// src/pdf/mod.rs

pub mod layout;

use lopdf::content::Content;
use lopdf::{Document, ObjectId};
use tracing::{debug, warn};

use crate::error::ExtractError;
use crate::process::RawTable;

/// Turns document bytes into at most one raw table per page, in page order.
pub trait TableReader {
    fn read_pages(&self, bytes: &[u8]) -> Result<Vec<Option<RawTable>>, ExtractError>;
}

/// Layout-based reader over `lopdf`.
///
/// Text is placed on the page from the content stream's text operators,
/// grouped into rows by baseline and split into cells on horizontal gaps.
/// A page with no shown text has no table. Glyph widths are estimated, so
/// cells separated by less than about one em may merge.
#[derive(Debug, Default, Clone, Copy)]
pub struct LopdfTableReader;

impl TableReader for LopdfTableReader {
    fn read_pages(&self, bytes: &[u8]) -> Result<Vec<Option<RawTable>>, ExtractError> {
        let doc = Document::load_mem(bytes).map_err(|e| ExtractError::Unreadable(e.to_string()))?;

        let mut pages = Vec::new();
        for (page_num, page_id) in doc.get_pages() {
            let table = match page_table(&doc, page_id) {
                Ok(table) => table,
                Err(e) => {
                    warn!(page = page_num, error = %e, "skipping unreadable page");
                    None
                }
            };
            debug!(
                page = page_num,
                rows = table.as_ref().map_or(0, |t| t.rows.len()),
                "read page"
            );
            pages.push(table);
        }
        Ok(pages)
    }
}

fn page_table(doc: &Document, page_id: ObjectId) -> Result<Option<RawTable>, lopdf::Error> {
    let content = Content::decode(&doc.get_page_content(page_id)?)?;
    let rows = layout::group_rows(layout::text_runs(&content.operations));
    Ok((!rows.is_empty()).then(|| RawTable::from_text_rows(rows)))
}

#[cfg(test)]
mod tests {
    use super::*;
    use crate::process::{process_pages, HeaderClassifier};
    use crate::schema::{DocumentCategory, List, RecordKind};
    use lopdf::content::Operation;
    use lopdf::{dictionary, Object, Stream, StringFormat};

    fn latin1(s: &str) -> Object {
        Object::String(s.chars().map(|c| c as u8).collect(), StringFormat::Literal)
    }

    /// One text object per cell, the way table generators usually draw them.
    fn cell_ops(x: i64, y: i64, text: &str) -> Vec<Operation> {
        vec![
            Operation::new("BT", vec![]),
            Operation::new("Tf", vec!["F1".into(), Object::Integer(6)]),
            Operation::new("Td", vec![Object::Integer(x), Object::Integer(y)]),
            Operation::new("Tj", vec![latin1(text)]),
            Operation::new("ET", vec![]),
        ]
    }

    fn table_pdf(rows: &[(i64, &[&str])]) -> Vec<u8> {
        let mut doc = Document::with_version("1.5");
        let pages_id = doc.new_object_id();
        let font_id = doc.add_object(dictionary! {
            "Type" => "Font",
            "Subtype" => "Type1",
            "BaseFont" => "Helvetica",
        });
        let resources_id = doc.add_object(dictionary! {
            "Font" => dictionary! { "F1" => font_id },
        });

        let mut operations = Vec::new();
        for (y, cells) in rows {
            for (i, text) in cells.iter().enumerate() {
                operations.extend(cell_ops(40 + 75 * i as i64, *y, text));
            }
        }
        let content = Content { operations };
        let content_id = doc.add_object(Stream::new(dictionary! {}, content.encode().unwrap()));
        let page_id = doc.add_object(dictionary! {
            "Type" => "Page",
            "Parent" => pages_id,
            "Contents" => content_id,
        });
        doc.objects.insert(
            pages_id,
            Object::Dictionary(dictionary! {
                "Type" => "Pages",
                "Kids" => vec![page_id.into()],
                "Count" => 1,
                "Resources" => resources_id,
                "MediaBox" => vec![0.into(), 0.into(), 595.into(), 842.into()],
            }),
        );
        let catalog_id = doc.add_object(dictionary! {
            "Type" => "Catalog",
            "Pages" => pages_id,
        });
        doc.trailer.set("Root", catalog_id);

        let mut buf = Vec::new();
        doc.save_to(&mut buf).unwrap();
        buf
    }

    const HEADER: &[&str] = &[
        "FÁRMACO",
        "DETENTOR",
        "MEDICAMENTO",
        "REGISTRO",
        "CONCENTRAÇÃO",
        "FORMA FARMACÊUTICA",
        "DATA DE INCLUSÃO",
    ];

    #[test]
    fn cells_drawn_separately_form_one_row() {
        let data: &[&str] = &[
            "aciclovir",
            "GSK",
            "Zovirax",
            "1010700",
            "200 mg",
            "comprimido",
            "12/11/2012",
        ];
        let bytes = table_pdf(&[(760, &["LISTA A"]), (720, HEADER), (700, data)]);

        let pages = LopdfTableReader.read_pages(&bytes).unwrap();
        assert_eq!(pages.len(), 1);
        let table = pages[0].as_ref().unwrap();
        assert_eq!(table.rows.len(), 3);
        assert_eq!(table.rows[1].len(), 7);
        assert_eq!(table.rows[1][0].as_deref(), Some("FÁRMACO"));

        let ds = process_pages(
            &pages,
            DocumentCategory::new(List::A, RecordKind::Included),
            &HeaderClassifier::default(),
        )
        .unwrap();
        assert_eq!(ds.header().get(0), Some("FÁRMACO"));
        assert_eq!(ds.header().get(6), Some("DATA INCLUSÃO"));
        assert_eq!(ds.len(), 1);
        assert_eq!(ds.records()[0].cells()[1], "GSK");
        assert_eq!(ds.records()[0].cells()[6], "12.11.2012");
    }

    #[test]
    fn page_without_text_has_no_table() {
        let bytes = table_pdf(&[]);
        assert_eq!(LopdfTableReader.read_pages(&bytes).unwrap(), vec![None]);
    }

    #[test]
    fn garbage_bytes_are_unreadable() {
        let err = LopdfTableReader.read_pages(b"definitely not a pdf").unwrap_err();
        assert!(matches!(err, ExtractError::Unreadable(_)));
    }
}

#### The problem
Each entry above is to be returned exactly as given.

#### Result of this exercise
// src/pdf/mod.rs

pub mod layout;

use lopdf::content::Content;
use lopdf::{Document, ObjectId};
use tracing::{debug, warn};

use crate::error::ExtractError;
use crate::process::RawTable;

/// Turns document bytes into at most one raw table per page, in page order.
pub trait TableReader {
    fn read_pages(&self, bytes: &[u8]) -> Result<Vec<Option<RawTable>>, ExtractError>;
}

/// Layout-based reader over `lopdf`.
///
/// Text is placed on the page from the content stream's text operators,
/// grouped into rows by baseline and split into cells on horizontal gaps.
/// A page with no shown text has no table. Glyph widths are estimated, so
/// cells separated by less than about one em may merge.
#[derive(Debug, Default, Clone, Copy)]
pub struct LopdfTableReader;

impl TableReader for LopdfTableReader {
    fn read_pages(&self, bytes: &[u8]) -> Result<Vec<Option<RawTable>>, ExtractError> {
        let doc = Document::load_mem(bytes).map_err(|e| ExtractError::Unreadable(e.to_string()))?;

        let mut pages = Vec::new();
        for (page_num, page_id) in doc.get_pages() {
            let table = match page_table(&doc, page_id) {
                Ok(table) => table,
                Err(e) => {
                    warn!(page = page_num, error = %e, "skipping unreadable page");
                    None
                }
            };
            debug!(
                page = page_num,
                rows = table.as_ref().map_or(0, |t| t.rows.len()),
                "read page"
            );
            pages.push(table);
        }
        Ok(pages)
    }
}

fn page_table(doc: &Document, page_id: ObjectId) -> Result<Option<RawTable>, lopdf::Error> {
    let content = Content::decode(&doc.get_page_content(page_id)?)?;
    let rows = layout::group_rows(layout::text_runs(&content.operations));
    Ok((!rows.is_empty()).then(|| RawTable::from_text_rows(rows)))
}

#[cfg(test)]
mod tests {
    use super::*;
    use crate::process::{process_pages, HeaderClassifier};
    use crate::schema::{DocumentCategory, List, RecordKind};
    use lopdf::content::Operation;
    use lopdf::{dictionary, Object, Stream, StringFormat};

    fn latin1(s: &str) -> Object {
        Object::String(s.chars().map(|c| c as u8).collect(), StringFormat::Literal)
    }

    /// One text object per cell, the way table generators usually draw them.
    fn cell_ops(x: i64, y: i64, text: &str) -> Vec<Operation> {
        vec![
            Operation::new("BT", vec![]),
            Operation::new("Tf", vec!["F1".into(), Object::Integer(6)]),
            Operation::new("Td", vec![Object::Integer(x), Object::Integer(y)]),
            Operation::new("Tj", vec![latin1(text)]),
            Operation::new("ET", vec![]),
        ]
    }

    fn table_pdf(rows: &[(i64, &[&str])]) -> Vec<u8> {
        let mut doc = Document::with_version("1.5");
        let pages_id = doc.new_object_id();
        let font_id = doc.add_object(dictionary! {
            "Type" => "Font",
            "Subtype" => "Type1",
            "BaseFont" => "Helvetica",
        });
        let resources_id = doc.add_object(dictionary! {
            "Font" => dictionary! { "F1" => font_id },
        });

        let mut operations = Vec::new();
        for (y, cells) in rows {
            for (i, text) in cells.iter().enumerate() {
                operations.extend(cell_ops(40 + 75 * i as i64, *y, text));
            }
        }
        let content = Content { operations };
        let content_id = doc.add_object(Stream::new(dictionary! {}, content.encode().unwrap()));
        let page_id = doc.add_object(dictionary! {
            "Type" => "Page",
            "Parent" => pages_id,
            "Contents" => content_id,
        });
        doc.objects.insert(
            pages_id,
            Object::Dictionary(dictionary! {
                "Type" => "Pages",
                "Kids" => vec![page_id.into()],
                "Count" => 1,
                "Resources" => resources_id,
                "MediaBox" => vec![0.into(), 0.into(), 595.into(), 842.into()],
            }),
        );
        let catalog_id = doc.add_object(dictionary! {
            "Type" => "Catalog",
            "Pages" => pages_id,
        });
        doc.trailer.set("Root", catalog_id);

        let mut buf = Vec::new();
        doc.save_to(&mut buf).unwrap();
        buf
    }

    const HEADER: &[&str] = &[
        "FÁRMACO",
        "DETENTOR",
        "MEDICAMENTO",
        "REGISTRO",
        "CONCENTRAÇÃO",
        "FORMA FARMACÊUTICA",
        "DATA DE INCLUSÃO",
    ];

    #[test]
    fn cells_drawn_separately_form_one_row() {
        let data: &[&str] = &[
            "aciclovir",
            "GSK",
            "Zovirax",
            "1010700",
            "200 mg",
            "comprimido",
            "12/11/2012",
        ];
        let bytes = table_pdf(&[(760, &["LISTA A"]), (720, HEADER), (700, data)]);

        let pages = LopdfTableReader.read_pages(&bytes).unwrap();
        assert_eq!(pages.len(), 1);
        let table = pages[0].as_ref().unwrap();
        assert_eq!(table.rows.len(), 3);
        assert_eq!(table.rows[1].len(), 7);
        assert_eq!(table.rows[1][0].as_deref(), Some("FÁRMACO"));

        let ds = process_pages(
            &pages,
            DocumentCategory::new(List::A, RecordKind::Included),
            &HeaderClassifier::default(),
        )
        .unwrap();
        assert_eq!(ds.header().get(0), Some("FÁRMACO"));
        assert_eq!(ds.header().get(6), Some("DATA INCLUSÃO"));
        assert_eq!(ds.len(), 1);
        assert_eq!(ds.records()[0].cells()[1], "GSK");
        assert_eq!(ds.records()[0].cells()[6], "12.11.2012");
    }

    #[test]
    fn page_without_text_has_no_table() {
        let bytes = table_pdf(&[]);
        assert_eq!(LopdfTableReader.read_pages(&bytes).unwrap(), vec![None]);
    }

    #[test]
    fn garbage_bytes_are_unreadable() {
        let err = LopdfTableReader.read_pages(b"definitely not a pdf").unwrap_err();
        assert!(matches!(err, ExtractError::Unreadable(_)));
    }
}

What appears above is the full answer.